Closed siwelwerd closed 10 months ago
I think @TienChih would be a good person to review this - I seem to recall him thinking along similar lines for his Oxford calculus bank (at least for volumes of revolution). I'll pick this up myself if he doesn't get to it by Tuesday.
My understanding was we were swapping AI4 for these guys: https://tienchih.github.io/oxcalcbank/#/bank/AP3/1/
That sounds like something I recall discussing now that you mention it. Any thoughts @siwelwerd ?
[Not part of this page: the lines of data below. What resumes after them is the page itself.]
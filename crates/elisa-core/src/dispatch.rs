//! Agent dispatcher: one LLM call with a tool-calling turn loop, streaming,
//! timeout, cancellation, and stable error classification.

use std::collections::HashMap;
use std::path::{Path, PathBuf};
use std::sync::Arc;
use std::time::Duration;

use async_trait::async_trait;
use serde_json::Value;
use tokio::sync::mpsc;

use crate::constants::{
    COMPLETION_TOKENS_DEFAULT, DISPATCH_TIMEOUT, MAX_TOOL_OUTPUT_CHARS, MAX_TURNS_DEFAULT,
};
use crate::model::{ChatMessage, LanguageModel, ModelRequest, ToolInvocation};
use crate::session::CancelHandle;
use crate::tokens::{cost_usd, TokenUsage};
use crate::tools::implementations::ASK_USER_TOOL;
use crate::tools::{ToolContext, ToolRegistry};

/// Stable failure markers scanned for by the executor's retry ladder.
pub const CONTEXT_WINDOW_MARKER: &str = "CONTEXT_WINDOW_EXCEEDED:";
pub const OUTPUT_LIMIT_MARKER: &str = "OUTPUT_LIMIT_REACHED:";

#[derive(Debug, Clone)]
pub struct DispatchOptions {
    pub max_turns: usize,
    pub max_completion_tokens: usize,
    pub timeout: Duration,
    pub allowed_tools: Vec<String>,
    pub enable_streaming: bool,
    pub enable_tool_calling: bool,
    /// Model id override; `None` uses the client default.
    pub model: Option<String>,
}

impl Default for DispatchOptions {
    fn default() -> Self {
        Self {
            max_turns: MAX_TURNS_DEFAULT,
            max_completion_tokens: COMPLETION_TOKENS_DEFAULT,
            timeout: DISPATCH_TIMEOUT,
            allowed_tools: crate::tools::implementations::default_allowed_tools(),
            enable_streaming: true,
            enable_tool_calling: true,
            model: None,
        }
    }
}

#[derive(Debug, Clone)]
pub struct ToolCallRecord {
    pub tool: String,
    pub args: Value,
    pub is_error: bool,
}

#[derive(Debug, Clone, Default)]
pub struct AgentResult {
    pub success: bool,
    pub summary: String,
    pub usage: TokenUsage,
    pub tool_calls: Vec<ToolCallRecord>,
    pub cost_usd: f64,
}

impl AgentResult {
    fn failure(summary: impl Into<String>) -> Self {
        Self {
            success: false,
            summary: summary.into(),
            ..Default::default()
        }
    }

    pub fn is_context_overflow(&self) -> bool {
        self.summary.starts_with(CONTEXT_WINDOW_MARKER)
    }

    pub fn is_output_limit(&self) -> bool {
        self.summary.starts_with(OUTPUT_LIMIT_MARKER)
    }
}

/// Callbacks the executor wires to the event bus and the session's
/// question resolvers.
#[async_trait]
pub trait DispatchObserver: Send + Sync {
    fn on_output(&self, _text: &str) {}
    fn on_tool_use(&self, _tool: &str, _args: &Value) {}
    fn on_tool_result(&self, _tool: &str, _output: &str, _is_error: bool) {}

    /// Suspend for a user question. `None` means the question cannot be
    /// answered (no client, cancellation); the turn continues with an
    /// unanswered marker.
    async fn ask_question(&self, _questions: &Value) -> Option<HashMap<String, String>> {
        None
    }
}

pub struct NullObserver;

#[async_trait]
impl DispatchObserver for NullObserver {}

pub struct Dispatcher {
    model: Arc<dyn LanguageModel>,
    registry: Arc<ToolRegistry>,
}

impl Dispatcher {
    pub fn new(model: Arc<dyn LanguageModel>, registry: Arc<ToolRegistry>) -> Self {
        Self { model, registry }
    }

    /// Run one dispatch to completion. Never panics; every failure mode is
    /// folded into an `AgentResult` with a classified summary.
    #[allow(clippy::too_many_arguments)]
    pub async fn dispatch(
        &self,
        task_id: &str,
        system_prompt: &str,
        user_prompt: &str,
        working_dir: &Path,
        options: &DispatchOptions,
        cancel: &CancelHandle,
        observer: Arc<dyn DispatchObserver>,
    ) -> AgentResult {
        let timeout_secs = options.timeout.as_secs();
        match tokio::time::timeout(
            options.timeout,
            self.run_turns(task_id, system_prompt, user_prompt, working_dir, options, cancel, observer),
        )
        .await
        {
            Ok(result) => result,
            Err(_) => {
                tracing::warn!(task_id, timeout_secs, "dispatch timed out");
                AgentResult::failure(format!("Agent timed out after {} seconds", timeout_secs))
            }
        }
    }

    #[allow(clippy::too_many_arguments)]
    async fn run_turns(
        &self,
        task_id: &str,
        system_prompt: &str,
        user_prompt: &str,
        working_dir: &Path,
        options: &DispatchOptions,
        cancel: &CancelHandle,
        observer: Arc<dyn DispatchObserver>,
    ) -> AgentResult {
        let mut messages = vec![
            ChatMessage::system(system_prompt),
            ChatMessage::user(user_prompt),
        ];
        let mut usage = TokenUsage::default();
        let mut cost = 0.0_f64;
        let mut records: Vec<ToolCallRecord> = Vec::new();

        let tools = if options.enable_tool_calling {
            self.registry.specs(&options.allowed_tools)
        } else {
            Vec::new()
        };

        for turn in 1..=options.max_turns {
            if cancel.is_cancelled() {
                return self.finish(false, "Agent was cancelled", usage, cost, records);
            }

            let request = ModelRequest {
                model: options.model.clone(),
                messages: messages.clone(),
                tools: tools.clone(),
                max_completion_tokens: Some(options.max_completion_tokens),
                stream: options.enable_streaming,
            };
            let (sink, forwarder) = if options.enable_streaming {
                let (tx, mut rx) = mpsc::unbounded_channel::<String>();
                let obs = Arc::clone(&observer);
                let handle = tokio::spawn(async move {
                    while let Some(chunk) = rx.recv().await {
                        obs.on_output(&chunk);
                    }
                });
                (Some(tx), Some(handle))
            } else {
                (None, None)
            };

            let response = tokio::select! {
                result = self.model.complete(request, sink) => result,
                _ = cancel.cancelled() => {
                    return self.finish(false, "Agent was cancelled", usage, cost, records);
                }
            };
            if let Some(handle) = forwarder {
                let _ = handle.await;
            }

            let response = match response {
                Ok(response) => response,
                Err(e) => {
                    let summary = classify_failure(&e.to_string());
                    tracing::warn!(task_id, turn, error = %e, "model call failed");
                    return self.finish(false, summary, usage, cost, records);
                }
            };

            cost += cost_usd(&response.model, &response.usage);
            usage.input_tokens += response.usage.input_tokens;
            usage.output_tokens += response.usage.output_tokens;
            usage.cached_input_tokens += response.usage.cached_input_tokens;
            usage.reasoning_tokens += response.usage.reasoning_tokens;

            if response.tool_calls.is_empty() {
                if !options.enable_streaming && !response.content.is_empty() {
                    observer.on_output(&response.content);
                }
                return self.finish(true, response.content, usage, cost, records);
            }

            messages.push(ChatMessage::assistant(
                response.content.clone(),
                response.tool_calls.clone(),
            ));

            // AskUser calls suspend; everything else runs concurrently.
            let (questions, actions): (Vec<_>, Vec<_>) = response
                .tool_calls
                .into_iter()
                .partition(|call| call.name == ASK_USER_TOOL);

            let mut results: Vec<(String, String)> =
                match self.execute_batch(&actions, working_dir, cancel, &observer, &mut records).await {
                    Ok(results) => results,
                    Err(cancelled) => {
                        return self.finish(false, cancelled, usage, cost, records);
                    }
                };

            for call in &questions {
                records.push(ToolCallRecord {
                    tool: call.name.clone(),
                    args: call.arguments.clone(),
                    is_error: false,
                });
                let answer = observer.ask_question(&call.arguments).await;
                let output = match answer {
                    Some(answers) => serde_json::to_string(&answers)
                        .unwrap_or_else(|_| "{}".to_string()),
                    None => "{\"error\": \"question was not answered\"}".to_string(),
                };
                results.push((call.id.clone(), output));
            }

            for (call_id, output) in results {
                messages.push(ChatMessage::tool(call_id, output));
            }
        }

        self.finish(
            false,
            format!("Agent reached the turn limit ({} turns)", options.max_turns),
            usage,
            cost,
            records,
        )
    }

    /// Execute a batch of tool calls concurrently under the sandbox.
    /// Returns `(call_id, truncated_output)` pairs in call order, or the
    /// cancellation summary.
    async fn execute_batch(
        &self,
        calls: &[ToolInvocation],
        working_dir: &Path,
        cancel: &CancelHandle,
        observer: &Arc<dyn DispatchObserver>,
        records: &mut Vec<ToolCallRecord>,
    ) -> Result<Vec<(String, String)>, String> {
        if calls.is_empty() {
            return Ok(Vec::new());
        }

        for call in calls {
            observer.on_tool_use(&call.name, &call.arguments);
        }

        let ctx = ToolContext {
            workspace_root: PathBuf::from(working_dir),
            timeout: None,
        };

        let executions: Vec<_> = calls
            .iter()
            .map(|call| {
                let registry = Arc::clone(&self.registry);
                let ctx = ctx.clone();
                let name = call.name.clone();
                let args = call.arguments.clone();
                async move { registry.execute(&name, args, &ctx).await }
            })
            .collect();

        let outcomes = tokio::select! {
            outcomes = futures::future::join_all(executions) => outcomes,
            _ = cancel.cancelled() => return Err("Agent was cancelled".to_string()),
        };

        let mut results = Vec::with_capacity(calls.len());
        for (call, outcome) in calls.iter().zip(outcomes) {
            let output = truncate_tool_output(&outcome.output);
            observer.on_tool_result(&call.name, &output, outcome.is_error);
            records.push(ToolCallRecord {
                tool: call.name.clone(),
                args: call.arguments.clone(),
                is_error: outcome.is_error,
            });
            results.push((call.id.clone(), output));
        }
        Ok(results)
    }

    fn finish(
        &self,
        success: bool,
        summary: impl Into<String>,
        usage: TokenUsage,
        cost_usd: f64,
        tool_calls: Vec<ToolCallRecord>,
    ) -> AgentResult {
        AgentResult {
            success,
            summary: summary.into(),
            usage,
            tool_calls,
            cost_usd,
        }
    }
}

/// Map a model error message to the stable marker vocabulary.
pub fn classify_failure(message: &str) -> String {
    let lower = message.to_ascii_lowercase();

    const CONTEXT_PATTERNS: [&str; 4] = [
        "context_length_exceeded",
        "too many tokens",
        "prompt too long",
        "maximum context length",
    ];
    const OUTPUT_PATTERNS: [&str; 3] = [
        "max_tokens",
        "could not finish the message",
        "completion length",
    ];

    if CONTEXT_PATTERNS.iter().any(|p| lower.contains(p)) {
        format!("{} {}", CONTEXT_WINDOW_MARKER, message)
    } else if OUTPUT_PATTERNS.iter().any(|p| lower.contains(p)) {
        format!("{} {}", OUTPUT_LIMIT_MARKER, message)
    } else {
        message.to_string()
    }
}

/// Truncate tool output to the model-visible cap with an explicit marker.
pub fn truncate_tool_output(output: &str) -> String {
    if output.len() <= MAX_TOOL_OUTPUT_CHARS {
        return output.to_string();
    }
    let mut boundary = MAX_TOOL_OUTPUT_CHARS;
    while boundary > 0 && !output.is_char_boundary(boundary) {
        boundary -= 1;
    }
    format!("{}\n[Output truncated]", &output[..boundary])
}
I am not sure we are talking about the same outcome here? AI4 here is surface areas of a surface of revolution
Oh, is this what you were thinking of @TienChih ? https://github.com/TeamBasedInquiryLearning/calculus/pull/116
I had kind of a code hygiene question about #112 before approving it, but if that's blocking #116 we could go ahead and merge them both and make a separate issue for later so that #116 makes it into the 2024 Preview edition.
Closes #87
This makes a couple of changes to AI4. First, there are two tasks, asking them to write the integral for rotating about each of the x and y axes. I initially thought about randomly choosing one of the two, but this means half the time students have to invert the given function, and half the time they don't leading to a difficulty mismatch. By asking for both, on one of them they do and on one of them they don't.
Second, I implemented a randomization between giving the students a function $y=f(x)$ and a function $x=g(y)$. This is to make sure they are thinking about which one requires them to invert the function and which one does not.
Some side effects: The bounds can be a little ugly, particularly for the exponential/logarithm. However, no computation needs to be done with them.